In Karraker v. Rent-A-Center, a group of current and former employees filed a class action alleging that the employer’s policy requiring employees seeking management positions to take the Minnesota Multiphasic Personality Inventory (MMPI) violated the ADA. The plaintiffs alleged that the MMPI could identify conditions such as depression, paranoia, schizoid tendencies and mania.

The court found that even if the employer did not use the test to remove applicants with mental disorders from consideration, the use of the test likely had that effect. The court recognized that a bad score on a test did not necessarily mean that a person had a mental disorder, but a person who does have a mental disorder is likely to score badly on the test and lose the opportunity to get the position.
The court held that because the MMPI was “designed, at least in part, to reveal mental illness and has the effect of hurting the employment prospects of one with a mental disability … the MMPI is best categorized as a medical examination.”

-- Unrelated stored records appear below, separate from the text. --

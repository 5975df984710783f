use serde::Serialize;

use super::Direction;

#[derive(Debug, Clone, PartialEq, Serialize)]
pub struct TradeRecord {
    pub sequence_number: u32,
    pub symbol: String,
    pub direction: Direction,
    pub entry_price: f64,
    pub stop_price: f64,
    pub take_profit_price: f64,
    pub quantity: f64,
    pub risk_reward_ratio: f64,
    pub rationale: String,
}
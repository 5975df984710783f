use async_trait::async_trait;

/// Operator channel. Delivery is best-effort: implementations log their
/// own failures and never hand them back to the trading loop.
#[cfg_attr(any(test, feature = "mocks"), mockall::automock)]
#[async_trait]
pub trait Notifier: Send + Sync {
    async fn send(&self, text: &str);
}
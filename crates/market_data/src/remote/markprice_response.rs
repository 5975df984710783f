use common::ExchangeError;
use serde::Deserialize;

use crate::traits::RemoteResponse;

#[derive(Deserialize, Debug)]
#[serde(rename_all = "camelCase")]
pub struct PremiumIndexResponse {
    pub symbol: String,
    pub mark_price: String,
}

impl RemoteResponse<f64> for PremiumIndexResponse {
    fn to_model(&self) -> Result<f64, ExchangeError> {
        Self::parse_field("markPrice", &self.mark_price)
    }
}
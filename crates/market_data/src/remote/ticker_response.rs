use common::ExchangeError;
use common::models::Ticker24h;
use serde::Deserialize;

use crate::traits::RemoteResponse;

#[derive(Debug, Deserialize)]
#[serde(rename_all = "camelCase")]
pub struct TickerResponse {
    pub symbol: String,
    pub volume: String,
    pub last_price: String,
    pub price_change_percent: String,
}

impl RemoteResponse<Ticker24h> for TickerResponse {
    fn to_model(&self) -> Result<Ticker24h, ExchangeError> {
        Ok(Ticker24h {
            symbol: self.symbol.clone(),
            volume: Self::parse_field("volume", &self.volume)?,
            last_price: Self::parse_field("lastPrice", &self.last_price)?,
            price_change_percent: Self::parse_field(
                "priceChangePercent",
                &self.price_change_percent,
            )?,
        })
    }
}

While employers and testing companies try to draw a distinction between the MMPI and the FFM, it is a distinction without a difference. Studies have shown that correlations between the MMPI and FFM demonstrated meaningful relations between the two sets of constructs. Both instruments showed substantial stability over six months, and both were significant and substantial predictors of symptom counts for most personality disorders.

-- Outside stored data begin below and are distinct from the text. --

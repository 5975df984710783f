use std::fmt;

use super::{Direction, Side};

#[derive(Debug, Clone, Copy, PartialEq, Eq)]
pub enum OrderType {
    Market,
    StopMarket,
    TakeProfitMarket,
}

impl OrderType {
    pub fn as_str(self) -> &'static str {
        match self {
            Self::Market => "MARKET",
            Self::StopMarket => "STOP_MARKET",
            Self::TakeProfitMarket => "TAKE_PROFIT_MARKET",
        }
    }
}

/// Which part of a bracket an order belongs to.
#[derive(Debug, Clone, Copy, PartialEq, Eq)]
pub enum OrderLeg {
    Entry,
    StopLoss,
    TakeProfit,
    Flatten,
}

impl fmt::Display for OrderLeg {
    fn fmt(&self, f: &mut fmt::Formatter<'_>) -> fmt::Result {
        match self {
            Self::Entry => write!(f, "market entry"),
            Self::StopLoss => write!(f, "stop-loss"),
            Self::TakeProfit => write!(f, "take-profit"),
            Self::Flatten => write!(f, "reduce-only flatten"),
        }
    }
}

/// Exchange-agnostic description of a single order request.
#[derive(Debug, Clone, PartialEq)]
pub struct OrderSpec {
    pub symbol: String,
    pub side: Side,
    pub order_type: OrderType,
    pub quantity: Option<f64>,
    pub stop_price: Option<f64>,
    pub close_position: bool,
    pub reduce_only: bool,
    /// Triggered orders are evaluated against the mark price, not last trade.
    pub working_type_mark_price: bool,
    /// Good-till-canceled.
    pub time_in_force_gtc: bool,
    pub leg: OrderLeg,
}

impl OrderSpec {
    pub fn market_entry(symbol: &str, direction: Direction, quantity: f64) -> Self {
        Self {
            symbol: symbol.to_string(),
            side: direction.entry_side(),
            order_type: OrderType::Market,
            quantity: Some(quantity),
            stop_price: None,
            close_position: false,
            reduce_only: false,
            working_type_mark_price: false,
            time_in_force_gtc: false,
            leg: OrderLeg::Entry,
        }
    }

    pub fn stop_loss(symbol: &str, direction: Direction, stop_price: f64) -> Self {
        Self::close_position_trigger(symbol, direction, OrderType::StopMarket, stop_price, OrderLeg::StopLoss)
    }

    pub fn take_profit(symbol: &str, direction: Direction, stop_price: f64) -> Self {
        Self::close_position_trigger(
            symbol,
            direction,
            OrderType::TakeProfitMarket,
            stop_price,
            OrderLeg::TakeProfit,
        )
    }

    /// Reduce-only market order that closes `quantity` of an open position.
    pub fn flatten(symbol: &str, direction: Direction, quantity: f64) -> Self {
        Self {
            symbol: symbol.to_string(),
            side: direction.exit_side(),
            order_type: OrderType::Market,
            quantity: Some(quantity),
            stop_price: None,
            close_position: false,
            reduce_only: true,
            working_type_mark_price: false,
            time_in_force_gtc: false,
            leg: OrderLeg::Flatten,
        }
    }

    fn close_position_trigger(
        symbol: &str,
        direction: Direction,
        order_type: OrderType,
        stop_price: f64,
        leg: OrderLeg,
    ) -> Self {
        Self {
            symbol: symbol.to_string(),
            side: direction.exit_side(),
            order_type,
            quantity: None,
            stop_price: Some(stop_price),
            close_position: true,
            reduce_only: false,
            working_type_mark_price: true,
            time_in_force_gtc: true,
            leg,
        }
    }
}

#[derive(Debug, Clone, PartialEq)]
pub struct PlacedOrder {
    pub order_id: i64,
    pub client_order_id: String,
}

/// Executable bracket derived from a signal and the symbol's constraints.
#[derive(Debug, Clone, PartialEq)]
pub struct OrderPlan {
    pub symbol: String,
    pub direction: Direction,
    pub entry_price: f64,
    pub quantity: f64,
    pub stop_price: f64,
    pub take_profit_price: f64,
    pub risk_reward_ratio: f64,
}

impl OrderPlan {
    pub fn entry_order(&self) -> OrderSpec {
        OrderSpec::market_entry(&self.symbol, self.direction, self.quantity)
    }

    pub fn stop_order(&self) -> OrderSpec {
        OrderSpec::stop_loss(&self.symbol, self.direction, self.stop_price)
    }

    pub fn take_profit_order(&self) -> OrderSpec {
        OrderSpec::take_profit(&self.symbol, self.direction, self.take_profit_price)
    }

    pub fn flatten_order(&self) -> OrderSpec {
        OrderSpec::flatten(&self.symbol, self.direction, self.quantity)
    }
}

#[cfg(test)]
mod tests {
    use super::*;

    #[test]
    fn test_protective_orders_close_position_on_mark_price() {
        let plan = OrderPlan {
            symbol: "ABCUSDT".to_string(),
            direction: Direction::Long,
            entry_price: 100.0,
            quantity: 0.2,
            stop_price: 97.5,
            take_profit_price: 102.5,
            risk_reward_ratio: 1.0,
        };

        let entry = plan.entry_order();
        assert_eq!(entry.side, Side::Buy);
        assert_eq!(entry.order_type, OrderType::Market);
        assert_eq!(entry.quantity, Some(0.2));

        for (spec, order_type) in [
            (plan.stop_order(), OrderType::StopMarket),
            (plan.take_profit_order(), OrderType::TakeProfitMarket),
        ] {
            assert_eq!(spec.side, Side::Sell);
            assert_eq!(spec.order_type, order_type);
            assert!(spec.close_position);
            assert!(spec.working_type_mark_price);
            assert!(spec.time_in_force_gtc);
            assert_eq!(spec.quantity, None);
        }

        let flatten = plan.flatten_order();
        assert!(flatten.reduce_only);
        assert_eq!(flatten.side, Side::Sell);
        assert_eq!(flatten.quantity, Some(0.2));
    }
}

On August 22, 2012, in Kroll v. White Lake Ambulance Authority, the Sixth Circuit Court of Appeals held that psychological counseling is a medical examination under the ADA. In an extremely detailed review of the available guidance and case law,the court determined that, under the criteria set forth by the U.S. Equal Employment Opportunity Commission (EEOC) for analyzing a test or procedure (see “EEOC Enforcement Guidance” in the ADA, FFM and DSM post), a psychological test designed to reveal mental illness or to diagnose mental health issues is a “medical examination” under the ADA because, in the court’s words, the “uncovering of mental-health defects at an employer’s direction is the precise harm that [the ADA] is designed to prevent.”